De Veyra further discusses the nature of man in attempting to rationalize the source of weakness, under the influence of uncontrollable forces. “Letter to My Brain” depicts the persona apologizing to his brain for damages it incurred due to substance abuse. “Weed that became a creed of natural sacredness/And solitude, that transforms you into a room festooned by sound made delicately demonic/Rapturously raucous” or “Speed. Criminally fast, kinetic kilowatts/By which you become a powerplant, a second distending into a hyperactive hour.”

Gulle in his afterword writes that one must learn to appreciate and listen to the rhythm and arrangement of words to better enjoy De Veyra’s poetry.

“To get the sense in his work in general, you have to grab onto, and ride out and enjoy the sound of the language,” Gulle wrote.

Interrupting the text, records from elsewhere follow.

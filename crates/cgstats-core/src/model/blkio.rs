//! Block I/O cgroup metrics (cgroup v1 `blkio` controller).

use std::fmt;

use serde::{Deserialize, Serialize};

/// One row of a `blkio.*_recursive` file.
///
/// Example line from `blkio.io_service_bytes_recursive`:
/// `8:0 Read 4096`
#[derive(Clone, Serialize, Deserialize, Debug, PartialEq, Eq, Default)]
pub struct BlkioStatEntry {
    /// Block device major number.
    pub major: u64,
    /// Block device minor number.
    pub minor: u64,
    /// Operation class: `Read`, `Write`, `Sync`, `Async`, `Discard`, `Total`.
    /// Empty for files without an operation column (`blkio.sectors_recursive`).
    #[serde(default)]
    pub op: String,
    /// Counter value.
    pub value: u64,
}

impl BlkioStatEntry {
    pub fn new(major: u64, minor: u64, op: impl Into<String>, value: u64) -> Self {
        Self {
            major,
            minor,
            op: op.into(),
            value,
        }
    }
}

impl fmt::Display for BlkioStatEntry {
    fn fmt(&self, f: &mut fmt::Formatter<'_>) -> fmt::Result {
        if self.op.is_empty() {
            write!(f, "{}:{} {}", self.major, self.minor, self.value)
        } else {
            write!(f, "{}:{} {} {}", self.major, self.minor, self.op, self.value)
        }
    }
}

/// Block I/O statistics.
///
/// Every field is the parsed content of the matching
/// `/sys/fs/cgroup/blkio/blkio.<name>` file, in file order.
#[derive(Clone, Serialize, Deserialize, Debug, PartialEq, Eq, Default)]
#[serde(default)]
pub struct BlkioStats {
    /// Bytes transferred per device and operation.
    pub io_service_bytes_recursive: Vec<BlkioStatEntry>,
    /// Number of I/O operations per device and operation.
    pub io_serviced_recursive: Vec<BlkioStatEntry>,
    /// Requests queued at the time of reading.
    pub io_queued_recursive: Vec<BlkioStatEntry>,
    /// Time spent servicing requests (ns).
    pub io_service_time_recursive: Vec<BlkioStatEntry>,
    /// Time requests spent waiting in scheduler queues (ns).
    pub io_wait_time_recursive: Vec<BlkioStatEntry>,
    /// Requests merged into other requests.
    pub io_merged_recursive: Vec<BlkioStatEntry>,
    /// Disk time allocated per device (ms).
    pub io_time_recursive: Vec<BlkioStatEntry>,
    /// Sectors transferred per device.
    pub sectors_recursive: Vec<BlkioStatEntry>,
}
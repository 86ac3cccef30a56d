//! Containment check for open-ended keyed counters.

use std::collections::BTreeMap;
use std::fmt::Debug;

use crate::report::{Discrepancy, Mismatch, Report};

/// Checks that every key of `expected` is present in `actual` with an equal
/// value.
///
/// Keys found only in `actual` are not inspected: producers may emit
/// counters the expectation does not mention. A missing key is reported as
/// such and its value is not compared. Both kinds are recorded under
/// `"<field> <key>"`.
pub fn compare_keyed<V>(
    report: &mut Report,
    field: &str,
    expected: &BTreeMap<String, V>,
    actual: &BTreeMap<String, V>,
) where
    V: PartialEq + Debug,
{
    for (key, exp_value) in expected {
        let key_field = format!("{field} {key}");
        match actual.get(key) {
            None => report.record(Discrepancy::new(
                key_field,
                Mismatch::MissingKey { key: key.clone() },
            )),
            Some(act_value) if act_value != exp_value => {
                report.record(Discrepancy::value(key_field, exp_value, act_value))
            }
            Some(_) => {}
        }
    }
}

#[cfg(test)]
mod tests {
    use super::*;

    fn stats(pairs: &[(&str, u64)]) -> BTreeMap<String, u64> {
        pairs.iter().map(|(k, v)| (k.to_string(), *v)).collect()
    }

    #[test]
    fn test_equal_mappings() {
        let expected = stats(&[("cache", 1024), ("rss", 2048)]);
        let mut report = Report::new();
        compare_keyed(&mut report, "memory stat", &expected, &expected.clone());
        assert!(!report.is_failed());
    }

    #[test]
    fn test_missing_key() {
        let expected = stats(&[("cache", 1024), ("rss", 2048)]);
        let actual = stats(&[("cache", 1024)]);

        let mut report = Report::new();
        compare_keyed(&mut report, "memory stat", &expected, &actual);

        assert_eq!(report.len(), 1);
        assert_eq!(
            report.discrepancies()[0].mismatch,
            Mismatch::MissingKey {
                key: "rss".to_string()
            }
        );
    }

    #[test]
    fn test_value_mismatch() {
        let expected = stats(&[("cache", 1024), ("pgfault", 10)]);
        let actual = stats(&[("cache", 1024), ("pgfault", 11)]);

        let mut report = Report::new();
        compare_keyed(&mut report, "memory stat", &expected, &actual);

        assert_eq!(report.fields(), vec!["memory stat pgfault"]);
        assert_eq!(
            report.discrepancies()[0].to_string(),
            "Expected memory stat pgfault 10 but found 11"
        );
    }

    #[test]
    fn test_extra_actual_keys_pass() {
        let expected = stats(&[("cache", 1024)]);
        let actual = stats(&[("cache", 1024), ("rss", 2048), ("swap", 0)]);

        let mut report = Report::new();
        compare_keyed(&mut report, "memory stat", &expected, &actual);

        assert!(!report.is_failed());
    }

    #[test]
    fn test_empty_expected_checks_nothing() {
        let actual = stats(&[("cache", 1)]);
        let mut report = Report::new();
        compare_keyed(&mut report, "memory stat", &BTreeMap::new(), &actual);
        assert!(report.is_empty());
    }

    #[test]
    fn test_missing_and_mismatch_together() {
        let expected = stats(&[("a", 1), ("b", 2), ("c", 3)]);
        let actual = stats(&[("a", 9), ("c", 3)]);

        let mut report = Report::new();
        compare_keyed(&mut report, "memory stat", &expected, &actual);

        assert_eq!(report.fields(), vec!["memory stat a", "memory stat b"]);
        assert_eq!(
            report.discrepancies()[1].to_string(),
            "Expected memory stat b not found"
        );
    }
}
//! Positional comparison of block I/O entry sequences.

use crate::model::BlkioStatEntry;
use crate::report::{Discrepancy, Mismatch, Report};

/// Compares two entry sequences position by position.
///
/// A length difference is reported once and suppresses element comparison
/// for this sequence. Otherwise every differing index is reported. Entries
/// are never reordered: the producer's device order is part of the contract.
pub fn compare_entries(
    report: &mut Report,
    field: &str,
    expected: &[BlkioStatEntry],
    actual: &[BlkioStatEntry],
) {
    if expected.len() != actual.len() {
        report.record(Discrepancy::new(
            field,
            Mismatch::Length {
                expected: expected.len(),
                actual: actual.len(),
            },
        ));
        return;
    }

    for (index, (exp, act)) in expected.iter().zip(actual).enumerate() {
        if exp != act {
            report.record(Discrepancy::new(
                field,
                Mismatch::Entry {
                    index,
                    expected: exp.clone(),
                    actual: act.clone(),
                },
            ));
        }
    }
}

Words have the power to stimulate or dispel any emotion in people; they can give meaning or remove; they can express the most profound of ideas, or blunt the very core of a message. These are the two-fold weapons held by every writer who attempts to evoke feeling within the most withdrawn of persons. This is further described by De Veyra’s “Solo”: “Words bruising too hard they can heal wounds/or sounds too much in the frequency of truth/everything else in the world becomes a lie,” “words too stupid but mortal they redeem your dignity at times/words too human to be ignored.”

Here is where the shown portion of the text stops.